(Task data Opens)
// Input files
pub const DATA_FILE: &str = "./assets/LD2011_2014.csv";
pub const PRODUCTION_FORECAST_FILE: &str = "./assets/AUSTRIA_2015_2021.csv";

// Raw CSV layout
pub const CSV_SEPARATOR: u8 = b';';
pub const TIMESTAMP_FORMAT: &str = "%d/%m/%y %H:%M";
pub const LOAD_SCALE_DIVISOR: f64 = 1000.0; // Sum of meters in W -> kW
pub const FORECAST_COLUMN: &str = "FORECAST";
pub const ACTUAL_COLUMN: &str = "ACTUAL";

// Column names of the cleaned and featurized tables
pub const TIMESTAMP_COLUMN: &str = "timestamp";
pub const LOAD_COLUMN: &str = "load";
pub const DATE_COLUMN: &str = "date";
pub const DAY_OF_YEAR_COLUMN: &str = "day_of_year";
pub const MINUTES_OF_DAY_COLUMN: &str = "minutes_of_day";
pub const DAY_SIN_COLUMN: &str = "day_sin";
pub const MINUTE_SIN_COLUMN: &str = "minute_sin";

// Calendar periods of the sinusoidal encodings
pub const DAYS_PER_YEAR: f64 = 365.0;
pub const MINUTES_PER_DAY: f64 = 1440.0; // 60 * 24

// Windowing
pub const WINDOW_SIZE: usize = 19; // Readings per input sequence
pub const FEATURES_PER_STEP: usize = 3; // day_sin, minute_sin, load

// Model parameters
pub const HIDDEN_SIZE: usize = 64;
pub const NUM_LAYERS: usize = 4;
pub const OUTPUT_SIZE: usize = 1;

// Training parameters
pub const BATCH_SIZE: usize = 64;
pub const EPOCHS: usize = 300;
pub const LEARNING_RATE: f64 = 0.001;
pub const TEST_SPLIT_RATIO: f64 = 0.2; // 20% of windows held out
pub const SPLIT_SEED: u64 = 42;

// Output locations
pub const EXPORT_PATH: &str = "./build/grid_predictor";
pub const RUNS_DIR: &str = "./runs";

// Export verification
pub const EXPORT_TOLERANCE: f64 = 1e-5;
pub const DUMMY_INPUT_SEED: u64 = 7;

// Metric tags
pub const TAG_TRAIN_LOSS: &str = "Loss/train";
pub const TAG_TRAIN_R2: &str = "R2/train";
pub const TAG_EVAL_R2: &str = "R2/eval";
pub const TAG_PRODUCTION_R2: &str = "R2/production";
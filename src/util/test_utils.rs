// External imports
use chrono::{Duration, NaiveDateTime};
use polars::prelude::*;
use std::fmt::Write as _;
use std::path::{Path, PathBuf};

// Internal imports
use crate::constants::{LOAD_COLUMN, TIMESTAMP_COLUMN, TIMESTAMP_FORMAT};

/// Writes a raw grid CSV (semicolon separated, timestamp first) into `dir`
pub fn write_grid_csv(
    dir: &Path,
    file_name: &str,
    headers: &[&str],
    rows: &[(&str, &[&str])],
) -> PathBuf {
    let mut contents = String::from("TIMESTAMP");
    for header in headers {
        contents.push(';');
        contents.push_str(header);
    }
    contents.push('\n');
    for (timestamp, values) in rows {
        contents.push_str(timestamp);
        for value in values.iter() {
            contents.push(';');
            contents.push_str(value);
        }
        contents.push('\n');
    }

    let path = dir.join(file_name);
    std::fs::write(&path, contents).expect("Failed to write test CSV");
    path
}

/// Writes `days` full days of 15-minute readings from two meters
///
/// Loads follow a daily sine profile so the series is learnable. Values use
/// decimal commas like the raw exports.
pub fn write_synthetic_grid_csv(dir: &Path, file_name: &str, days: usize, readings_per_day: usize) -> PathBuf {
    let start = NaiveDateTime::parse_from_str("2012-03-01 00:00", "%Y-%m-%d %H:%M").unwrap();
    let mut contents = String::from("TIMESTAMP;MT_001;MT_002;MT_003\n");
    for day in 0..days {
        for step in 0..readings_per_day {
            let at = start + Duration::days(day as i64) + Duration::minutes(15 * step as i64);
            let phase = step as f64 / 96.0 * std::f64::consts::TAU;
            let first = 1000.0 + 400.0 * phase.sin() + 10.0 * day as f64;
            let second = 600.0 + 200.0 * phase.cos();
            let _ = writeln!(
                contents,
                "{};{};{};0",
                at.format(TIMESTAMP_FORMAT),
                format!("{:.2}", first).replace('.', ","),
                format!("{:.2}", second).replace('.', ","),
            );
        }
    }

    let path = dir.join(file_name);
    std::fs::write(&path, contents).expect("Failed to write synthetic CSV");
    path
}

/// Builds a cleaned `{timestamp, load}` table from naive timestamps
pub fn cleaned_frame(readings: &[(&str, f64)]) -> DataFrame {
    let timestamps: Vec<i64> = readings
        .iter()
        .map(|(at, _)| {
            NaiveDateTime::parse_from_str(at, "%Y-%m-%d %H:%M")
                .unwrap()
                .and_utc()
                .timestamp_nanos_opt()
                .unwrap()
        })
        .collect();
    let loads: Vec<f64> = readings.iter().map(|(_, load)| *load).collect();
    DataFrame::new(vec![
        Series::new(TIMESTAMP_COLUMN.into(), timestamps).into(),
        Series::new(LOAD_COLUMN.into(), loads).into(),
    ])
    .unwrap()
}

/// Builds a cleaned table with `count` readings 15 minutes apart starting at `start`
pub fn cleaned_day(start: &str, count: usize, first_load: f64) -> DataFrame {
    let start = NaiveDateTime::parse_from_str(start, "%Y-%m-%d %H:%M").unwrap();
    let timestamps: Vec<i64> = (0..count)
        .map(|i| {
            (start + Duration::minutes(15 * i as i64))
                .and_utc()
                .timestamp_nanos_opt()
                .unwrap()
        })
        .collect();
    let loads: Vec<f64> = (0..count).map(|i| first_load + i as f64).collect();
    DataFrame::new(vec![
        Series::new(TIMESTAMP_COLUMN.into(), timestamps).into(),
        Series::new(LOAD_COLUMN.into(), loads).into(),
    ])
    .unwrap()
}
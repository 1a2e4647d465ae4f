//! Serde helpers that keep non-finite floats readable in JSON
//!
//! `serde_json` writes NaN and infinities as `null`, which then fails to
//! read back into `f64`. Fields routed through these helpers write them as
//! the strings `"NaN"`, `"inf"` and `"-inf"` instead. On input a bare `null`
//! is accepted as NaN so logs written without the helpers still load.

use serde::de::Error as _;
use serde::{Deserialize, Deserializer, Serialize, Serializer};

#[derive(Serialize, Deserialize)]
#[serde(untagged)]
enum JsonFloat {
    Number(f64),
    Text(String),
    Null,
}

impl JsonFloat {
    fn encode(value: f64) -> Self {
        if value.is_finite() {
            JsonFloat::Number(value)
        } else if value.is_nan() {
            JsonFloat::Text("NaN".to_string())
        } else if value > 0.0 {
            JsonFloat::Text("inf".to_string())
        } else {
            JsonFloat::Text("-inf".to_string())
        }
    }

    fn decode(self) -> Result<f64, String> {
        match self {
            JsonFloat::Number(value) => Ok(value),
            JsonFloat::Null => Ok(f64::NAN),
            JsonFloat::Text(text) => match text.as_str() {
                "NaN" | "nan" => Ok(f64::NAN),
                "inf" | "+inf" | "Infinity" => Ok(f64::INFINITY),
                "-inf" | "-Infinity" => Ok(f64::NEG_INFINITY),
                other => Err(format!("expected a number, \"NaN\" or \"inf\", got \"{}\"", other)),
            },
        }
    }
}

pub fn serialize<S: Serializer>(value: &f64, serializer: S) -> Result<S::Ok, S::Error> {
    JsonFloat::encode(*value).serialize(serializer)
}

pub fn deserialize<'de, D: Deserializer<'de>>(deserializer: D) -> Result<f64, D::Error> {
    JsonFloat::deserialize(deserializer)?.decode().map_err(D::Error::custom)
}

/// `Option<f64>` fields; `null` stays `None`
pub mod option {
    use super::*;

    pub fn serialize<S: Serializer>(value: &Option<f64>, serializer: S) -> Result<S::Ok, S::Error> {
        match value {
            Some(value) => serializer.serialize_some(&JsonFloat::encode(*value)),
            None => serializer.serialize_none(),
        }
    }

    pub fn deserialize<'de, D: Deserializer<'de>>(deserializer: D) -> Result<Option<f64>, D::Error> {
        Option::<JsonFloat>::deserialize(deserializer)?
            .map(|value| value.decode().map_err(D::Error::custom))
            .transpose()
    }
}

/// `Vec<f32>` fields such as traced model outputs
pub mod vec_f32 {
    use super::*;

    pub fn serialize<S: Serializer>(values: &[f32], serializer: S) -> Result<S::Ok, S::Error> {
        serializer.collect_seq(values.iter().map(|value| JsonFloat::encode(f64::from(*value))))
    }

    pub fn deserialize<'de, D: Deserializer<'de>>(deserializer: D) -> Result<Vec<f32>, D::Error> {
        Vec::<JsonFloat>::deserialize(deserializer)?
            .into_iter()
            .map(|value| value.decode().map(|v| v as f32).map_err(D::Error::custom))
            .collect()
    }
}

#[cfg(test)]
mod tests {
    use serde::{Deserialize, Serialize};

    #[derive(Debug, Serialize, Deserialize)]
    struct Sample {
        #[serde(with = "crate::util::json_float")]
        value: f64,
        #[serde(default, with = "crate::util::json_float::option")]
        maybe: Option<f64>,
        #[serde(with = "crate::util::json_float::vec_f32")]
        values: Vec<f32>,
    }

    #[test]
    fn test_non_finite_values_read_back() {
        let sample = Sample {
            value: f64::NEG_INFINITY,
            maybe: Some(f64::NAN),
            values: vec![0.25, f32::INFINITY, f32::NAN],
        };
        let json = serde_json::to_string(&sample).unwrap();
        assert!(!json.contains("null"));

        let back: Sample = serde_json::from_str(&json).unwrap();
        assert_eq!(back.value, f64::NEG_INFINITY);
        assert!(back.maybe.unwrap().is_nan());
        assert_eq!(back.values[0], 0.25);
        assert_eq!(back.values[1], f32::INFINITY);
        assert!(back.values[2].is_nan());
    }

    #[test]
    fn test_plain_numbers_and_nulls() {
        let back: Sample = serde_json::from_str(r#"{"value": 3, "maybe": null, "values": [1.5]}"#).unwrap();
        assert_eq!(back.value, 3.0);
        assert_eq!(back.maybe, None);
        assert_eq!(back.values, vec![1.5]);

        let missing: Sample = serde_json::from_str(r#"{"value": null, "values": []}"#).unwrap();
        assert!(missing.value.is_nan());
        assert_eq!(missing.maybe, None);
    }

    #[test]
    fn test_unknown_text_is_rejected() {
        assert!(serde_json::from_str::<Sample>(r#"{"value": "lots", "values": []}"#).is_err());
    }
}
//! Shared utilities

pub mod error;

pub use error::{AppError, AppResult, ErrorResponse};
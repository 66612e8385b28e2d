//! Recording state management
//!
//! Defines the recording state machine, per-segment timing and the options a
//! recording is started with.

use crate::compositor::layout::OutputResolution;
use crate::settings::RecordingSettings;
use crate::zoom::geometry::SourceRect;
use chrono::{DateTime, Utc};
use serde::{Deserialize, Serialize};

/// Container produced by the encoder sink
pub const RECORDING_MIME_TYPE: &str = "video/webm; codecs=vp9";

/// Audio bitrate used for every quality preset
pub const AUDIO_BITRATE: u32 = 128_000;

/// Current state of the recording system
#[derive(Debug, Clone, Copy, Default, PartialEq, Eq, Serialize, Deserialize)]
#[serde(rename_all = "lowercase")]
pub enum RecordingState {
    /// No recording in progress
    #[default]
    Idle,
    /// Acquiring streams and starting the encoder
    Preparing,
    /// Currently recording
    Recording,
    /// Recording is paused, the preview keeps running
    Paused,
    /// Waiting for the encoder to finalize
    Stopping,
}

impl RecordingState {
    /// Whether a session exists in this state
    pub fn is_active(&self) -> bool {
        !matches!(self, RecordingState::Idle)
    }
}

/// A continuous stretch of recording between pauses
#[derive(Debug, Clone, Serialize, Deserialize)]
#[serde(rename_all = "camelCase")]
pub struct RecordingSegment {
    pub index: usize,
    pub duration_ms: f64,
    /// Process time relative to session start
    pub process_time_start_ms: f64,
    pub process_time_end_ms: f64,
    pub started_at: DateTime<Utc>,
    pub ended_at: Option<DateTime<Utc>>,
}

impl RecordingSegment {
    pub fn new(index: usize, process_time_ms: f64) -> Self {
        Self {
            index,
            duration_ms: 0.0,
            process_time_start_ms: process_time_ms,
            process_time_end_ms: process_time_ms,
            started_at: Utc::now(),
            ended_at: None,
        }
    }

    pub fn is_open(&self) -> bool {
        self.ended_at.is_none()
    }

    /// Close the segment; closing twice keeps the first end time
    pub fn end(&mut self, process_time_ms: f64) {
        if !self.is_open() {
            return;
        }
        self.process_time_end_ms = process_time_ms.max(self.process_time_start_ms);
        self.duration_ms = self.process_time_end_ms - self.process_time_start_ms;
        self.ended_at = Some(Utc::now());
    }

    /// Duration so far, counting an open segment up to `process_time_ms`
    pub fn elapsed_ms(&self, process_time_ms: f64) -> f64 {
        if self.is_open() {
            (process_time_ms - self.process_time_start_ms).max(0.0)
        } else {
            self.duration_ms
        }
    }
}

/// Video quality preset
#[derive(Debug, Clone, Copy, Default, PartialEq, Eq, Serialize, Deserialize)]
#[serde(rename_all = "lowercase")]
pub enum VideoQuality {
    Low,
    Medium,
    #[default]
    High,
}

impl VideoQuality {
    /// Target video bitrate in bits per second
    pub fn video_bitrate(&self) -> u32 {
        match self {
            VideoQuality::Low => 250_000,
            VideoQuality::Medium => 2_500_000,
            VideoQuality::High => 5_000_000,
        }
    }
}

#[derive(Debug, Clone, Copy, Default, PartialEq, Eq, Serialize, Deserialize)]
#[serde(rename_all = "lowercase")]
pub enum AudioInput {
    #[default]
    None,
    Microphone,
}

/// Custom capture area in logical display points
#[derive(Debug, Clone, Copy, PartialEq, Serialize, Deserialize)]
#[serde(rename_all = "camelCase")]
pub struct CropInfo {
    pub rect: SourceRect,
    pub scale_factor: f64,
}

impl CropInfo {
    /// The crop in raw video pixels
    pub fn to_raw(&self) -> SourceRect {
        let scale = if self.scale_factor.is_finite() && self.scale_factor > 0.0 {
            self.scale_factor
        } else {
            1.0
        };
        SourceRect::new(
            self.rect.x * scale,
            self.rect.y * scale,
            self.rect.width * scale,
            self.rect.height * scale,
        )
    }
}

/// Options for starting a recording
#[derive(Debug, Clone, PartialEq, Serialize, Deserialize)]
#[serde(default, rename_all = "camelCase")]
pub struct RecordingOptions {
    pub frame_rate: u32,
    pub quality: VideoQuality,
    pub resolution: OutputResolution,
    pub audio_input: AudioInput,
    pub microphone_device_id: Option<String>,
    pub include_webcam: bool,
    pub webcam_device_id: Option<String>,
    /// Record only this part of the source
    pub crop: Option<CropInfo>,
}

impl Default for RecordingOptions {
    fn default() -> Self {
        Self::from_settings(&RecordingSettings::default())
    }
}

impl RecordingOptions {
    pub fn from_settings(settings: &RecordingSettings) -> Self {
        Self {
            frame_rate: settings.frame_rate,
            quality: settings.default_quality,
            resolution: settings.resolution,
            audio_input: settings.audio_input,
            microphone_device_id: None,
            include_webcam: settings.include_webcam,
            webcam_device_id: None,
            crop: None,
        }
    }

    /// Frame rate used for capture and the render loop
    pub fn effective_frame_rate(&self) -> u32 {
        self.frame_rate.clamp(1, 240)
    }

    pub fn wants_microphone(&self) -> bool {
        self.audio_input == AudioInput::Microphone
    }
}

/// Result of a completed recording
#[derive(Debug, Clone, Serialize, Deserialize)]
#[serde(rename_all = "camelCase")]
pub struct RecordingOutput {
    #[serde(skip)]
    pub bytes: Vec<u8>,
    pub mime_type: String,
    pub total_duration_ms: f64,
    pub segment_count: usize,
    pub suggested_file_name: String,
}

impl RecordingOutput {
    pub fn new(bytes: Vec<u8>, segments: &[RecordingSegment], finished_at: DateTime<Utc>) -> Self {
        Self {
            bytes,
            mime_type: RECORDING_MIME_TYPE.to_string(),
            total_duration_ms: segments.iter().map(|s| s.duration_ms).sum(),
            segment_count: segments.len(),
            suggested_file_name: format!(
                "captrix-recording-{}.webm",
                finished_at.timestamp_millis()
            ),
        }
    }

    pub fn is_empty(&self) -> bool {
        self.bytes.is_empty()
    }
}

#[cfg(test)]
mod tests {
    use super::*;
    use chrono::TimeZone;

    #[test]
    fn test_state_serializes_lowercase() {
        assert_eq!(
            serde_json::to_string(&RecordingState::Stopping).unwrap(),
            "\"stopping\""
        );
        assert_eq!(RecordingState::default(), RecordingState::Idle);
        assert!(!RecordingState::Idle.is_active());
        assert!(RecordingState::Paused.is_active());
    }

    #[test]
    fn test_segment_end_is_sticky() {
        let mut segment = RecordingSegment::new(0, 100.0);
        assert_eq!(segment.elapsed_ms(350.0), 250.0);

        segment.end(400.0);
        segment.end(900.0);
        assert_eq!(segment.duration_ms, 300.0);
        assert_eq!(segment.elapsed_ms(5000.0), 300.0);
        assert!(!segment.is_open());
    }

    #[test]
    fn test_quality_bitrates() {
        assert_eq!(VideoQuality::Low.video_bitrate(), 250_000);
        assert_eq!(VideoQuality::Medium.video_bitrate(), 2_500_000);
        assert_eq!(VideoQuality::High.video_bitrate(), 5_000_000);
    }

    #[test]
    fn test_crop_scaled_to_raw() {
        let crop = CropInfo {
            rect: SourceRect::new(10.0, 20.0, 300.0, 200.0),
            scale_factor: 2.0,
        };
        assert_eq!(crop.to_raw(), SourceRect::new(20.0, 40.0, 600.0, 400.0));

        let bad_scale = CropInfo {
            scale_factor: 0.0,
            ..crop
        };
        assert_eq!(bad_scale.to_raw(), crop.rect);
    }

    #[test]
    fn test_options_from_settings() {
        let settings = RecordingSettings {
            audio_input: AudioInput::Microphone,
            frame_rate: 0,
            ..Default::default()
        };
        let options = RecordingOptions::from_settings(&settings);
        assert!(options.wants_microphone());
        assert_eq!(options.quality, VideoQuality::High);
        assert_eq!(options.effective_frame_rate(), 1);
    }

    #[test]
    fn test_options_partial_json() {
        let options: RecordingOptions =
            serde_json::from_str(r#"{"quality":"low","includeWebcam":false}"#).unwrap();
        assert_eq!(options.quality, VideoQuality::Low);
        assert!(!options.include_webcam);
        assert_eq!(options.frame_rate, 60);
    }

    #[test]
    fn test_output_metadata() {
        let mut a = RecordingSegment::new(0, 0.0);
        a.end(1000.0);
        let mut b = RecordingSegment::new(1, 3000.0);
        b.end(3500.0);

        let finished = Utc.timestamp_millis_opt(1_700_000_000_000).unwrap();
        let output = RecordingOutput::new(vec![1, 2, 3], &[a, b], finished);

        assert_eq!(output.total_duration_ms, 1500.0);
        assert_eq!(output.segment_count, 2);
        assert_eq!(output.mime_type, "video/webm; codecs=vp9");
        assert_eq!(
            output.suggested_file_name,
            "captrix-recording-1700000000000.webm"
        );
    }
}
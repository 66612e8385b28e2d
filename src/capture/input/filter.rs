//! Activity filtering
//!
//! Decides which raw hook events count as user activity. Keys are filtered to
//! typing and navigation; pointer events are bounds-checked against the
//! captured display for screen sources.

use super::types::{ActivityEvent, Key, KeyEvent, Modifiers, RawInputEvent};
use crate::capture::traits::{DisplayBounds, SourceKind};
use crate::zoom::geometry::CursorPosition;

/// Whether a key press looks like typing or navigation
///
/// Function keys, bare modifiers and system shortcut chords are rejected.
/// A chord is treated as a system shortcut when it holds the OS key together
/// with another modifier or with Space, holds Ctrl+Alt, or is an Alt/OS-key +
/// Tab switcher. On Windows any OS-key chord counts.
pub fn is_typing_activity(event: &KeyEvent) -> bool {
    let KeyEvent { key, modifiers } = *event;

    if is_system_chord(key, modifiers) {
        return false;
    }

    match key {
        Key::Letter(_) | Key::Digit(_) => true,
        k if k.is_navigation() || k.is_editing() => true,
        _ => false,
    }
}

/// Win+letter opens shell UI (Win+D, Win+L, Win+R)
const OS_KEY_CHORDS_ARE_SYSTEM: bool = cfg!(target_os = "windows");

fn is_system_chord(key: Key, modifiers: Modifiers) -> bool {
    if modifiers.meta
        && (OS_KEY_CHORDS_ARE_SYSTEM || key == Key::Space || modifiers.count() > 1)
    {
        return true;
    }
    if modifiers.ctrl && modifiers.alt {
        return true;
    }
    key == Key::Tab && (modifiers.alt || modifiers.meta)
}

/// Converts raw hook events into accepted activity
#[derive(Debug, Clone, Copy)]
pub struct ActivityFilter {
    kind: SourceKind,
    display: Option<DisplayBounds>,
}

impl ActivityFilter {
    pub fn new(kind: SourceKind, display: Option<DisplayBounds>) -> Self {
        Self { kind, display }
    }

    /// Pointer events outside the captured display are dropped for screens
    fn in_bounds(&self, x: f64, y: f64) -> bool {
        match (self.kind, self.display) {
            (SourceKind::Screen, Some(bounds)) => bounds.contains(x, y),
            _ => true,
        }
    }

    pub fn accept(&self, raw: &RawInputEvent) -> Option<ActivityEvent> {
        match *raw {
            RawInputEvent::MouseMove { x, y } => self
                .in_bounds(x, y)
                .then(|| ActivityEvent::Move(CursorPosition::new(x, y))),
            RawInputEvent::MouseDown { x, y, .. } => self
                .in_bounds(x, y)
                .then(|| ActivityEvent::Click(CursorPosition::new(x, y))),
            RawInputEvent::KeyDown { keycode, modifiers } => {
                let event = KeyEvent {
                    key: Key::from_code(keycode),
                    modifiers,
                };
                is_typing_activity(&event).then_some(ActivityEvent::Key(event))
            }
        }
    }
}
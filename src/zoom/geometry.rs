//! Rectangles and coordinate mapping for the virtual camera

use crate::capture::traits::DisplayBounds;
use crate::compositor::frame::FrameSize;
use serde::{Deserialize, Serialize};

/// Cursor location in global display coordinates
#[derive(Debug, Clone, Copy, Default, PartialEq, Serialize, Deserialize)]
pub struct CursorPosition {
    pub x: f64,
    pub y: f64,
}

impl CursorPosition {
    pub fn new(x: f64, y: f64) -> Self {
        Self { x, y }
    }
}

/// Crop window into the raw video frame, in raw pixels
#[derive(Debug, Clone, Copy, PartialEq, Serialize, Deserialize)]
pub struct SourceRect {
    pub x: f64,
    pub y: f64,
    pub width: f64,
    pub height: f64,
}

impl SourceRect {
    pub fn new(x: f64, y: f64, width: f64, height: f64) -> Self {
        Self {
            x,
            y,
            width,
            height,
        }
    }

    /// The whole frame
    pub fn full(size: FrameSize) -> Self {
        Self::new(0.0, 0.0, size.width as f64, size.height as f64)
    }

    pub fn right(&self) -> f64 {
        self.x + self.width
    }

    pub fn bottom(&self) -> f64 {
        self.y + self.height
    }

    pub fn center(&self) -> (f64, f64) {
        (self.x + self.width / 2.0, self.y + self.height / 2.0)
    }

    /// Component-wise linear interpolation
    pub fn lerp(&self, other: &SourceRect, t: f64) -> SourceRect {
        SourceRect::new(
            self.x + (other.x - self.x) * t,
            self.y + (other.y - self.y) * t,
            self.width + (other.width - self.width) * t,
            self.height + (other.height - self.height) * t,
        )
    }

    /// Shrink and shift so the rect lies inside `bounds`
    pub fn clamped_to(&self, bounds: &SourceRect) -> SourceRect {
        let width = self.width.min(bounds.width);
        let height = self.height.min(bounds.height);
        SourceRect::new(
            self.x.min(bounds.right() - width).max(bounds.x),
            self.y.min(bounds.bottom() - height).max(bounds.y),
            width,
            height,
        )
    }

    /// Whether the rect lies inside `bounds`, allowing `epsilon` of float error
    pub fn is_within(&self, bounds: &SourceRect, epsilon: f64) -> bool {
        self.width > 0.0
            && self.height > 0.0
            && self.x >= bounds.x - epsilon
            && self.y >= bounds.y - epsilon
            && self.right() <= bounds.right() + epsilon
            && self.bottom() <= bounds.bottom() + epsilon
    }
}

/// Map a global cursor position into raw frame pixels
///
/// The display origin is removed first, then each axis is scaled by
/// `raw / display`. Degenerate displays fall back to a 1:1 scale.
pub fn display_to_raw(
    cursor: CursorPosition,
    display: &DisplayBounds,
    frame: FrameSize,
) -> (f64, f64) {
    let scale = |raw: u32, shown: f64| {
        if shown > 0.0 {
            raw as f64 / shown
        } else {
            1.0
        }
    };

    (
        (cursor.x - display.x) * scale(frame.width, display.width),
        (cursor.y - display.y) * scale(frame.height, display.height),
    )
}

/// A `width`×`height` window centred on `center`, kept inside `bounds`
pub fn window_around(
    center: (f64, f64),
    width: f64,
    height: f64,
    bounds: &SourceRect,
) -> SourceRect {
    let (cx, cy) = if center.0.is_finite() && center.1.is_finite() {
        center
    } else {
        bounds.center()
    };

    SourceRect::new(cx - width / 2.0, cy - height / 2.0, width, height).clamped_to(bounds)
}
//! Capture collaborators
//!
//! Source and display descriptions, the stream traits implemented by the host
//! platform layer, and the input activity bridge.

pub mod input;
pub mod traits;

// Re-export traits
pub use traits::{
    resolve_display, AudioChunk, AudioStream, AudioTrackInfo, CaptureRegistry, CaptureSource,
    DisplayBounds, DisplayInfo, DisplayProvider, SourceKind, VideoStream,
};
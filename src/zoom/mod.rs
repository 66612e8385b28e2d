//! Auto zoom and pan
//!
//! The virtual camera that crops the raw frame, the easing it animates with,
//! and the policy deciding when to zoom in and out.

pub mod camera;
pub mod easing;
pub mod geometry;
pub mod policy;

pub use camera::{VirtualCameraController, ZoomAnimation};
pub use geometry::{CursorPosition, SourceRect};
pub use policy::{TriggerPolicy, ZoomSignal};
(Task data Closes)
:: Task to complete ::
Set down exactly the lines that begin the records and continue through the line bearing "pub const DAY_OF_YEAR_COLUMN: &str"; include both ends.

:: Result of the exercise ::
// Input files
pub const DATA_FILE: &str = "./assets/LD2011_2014.csv";
pub const PRODUCTION_FORECAST_FILE: &str = "./assets/AUSTRIA_2015_2021.csv";

// Raw CSV layout
pub const CSV_SEPARATOR: u8 = b';';
pub const TIMESTAMP_FORMAT: &str = "%d/%m/%y %H:%M";
pub const LOAD_SCALE_DIVISOR: f64 = 1000.0; // Sum of meters in W -> kW
pub const FORECAST_COLUMN: &str = "FORECAST";
pub const ACTUAL_COLUMN: &str = "ACTUAL";

// Column names of the cleaned and featurized tables
pub const TIMESTAMP_COLUMN: &str = "timestamp";
pub const LOAD_COLUMN: &str = "load";
pub const DATE_COLUMN: &str = "date";
pub const DAY_OF_YEAR_COLUMN: &str = "day_of_year";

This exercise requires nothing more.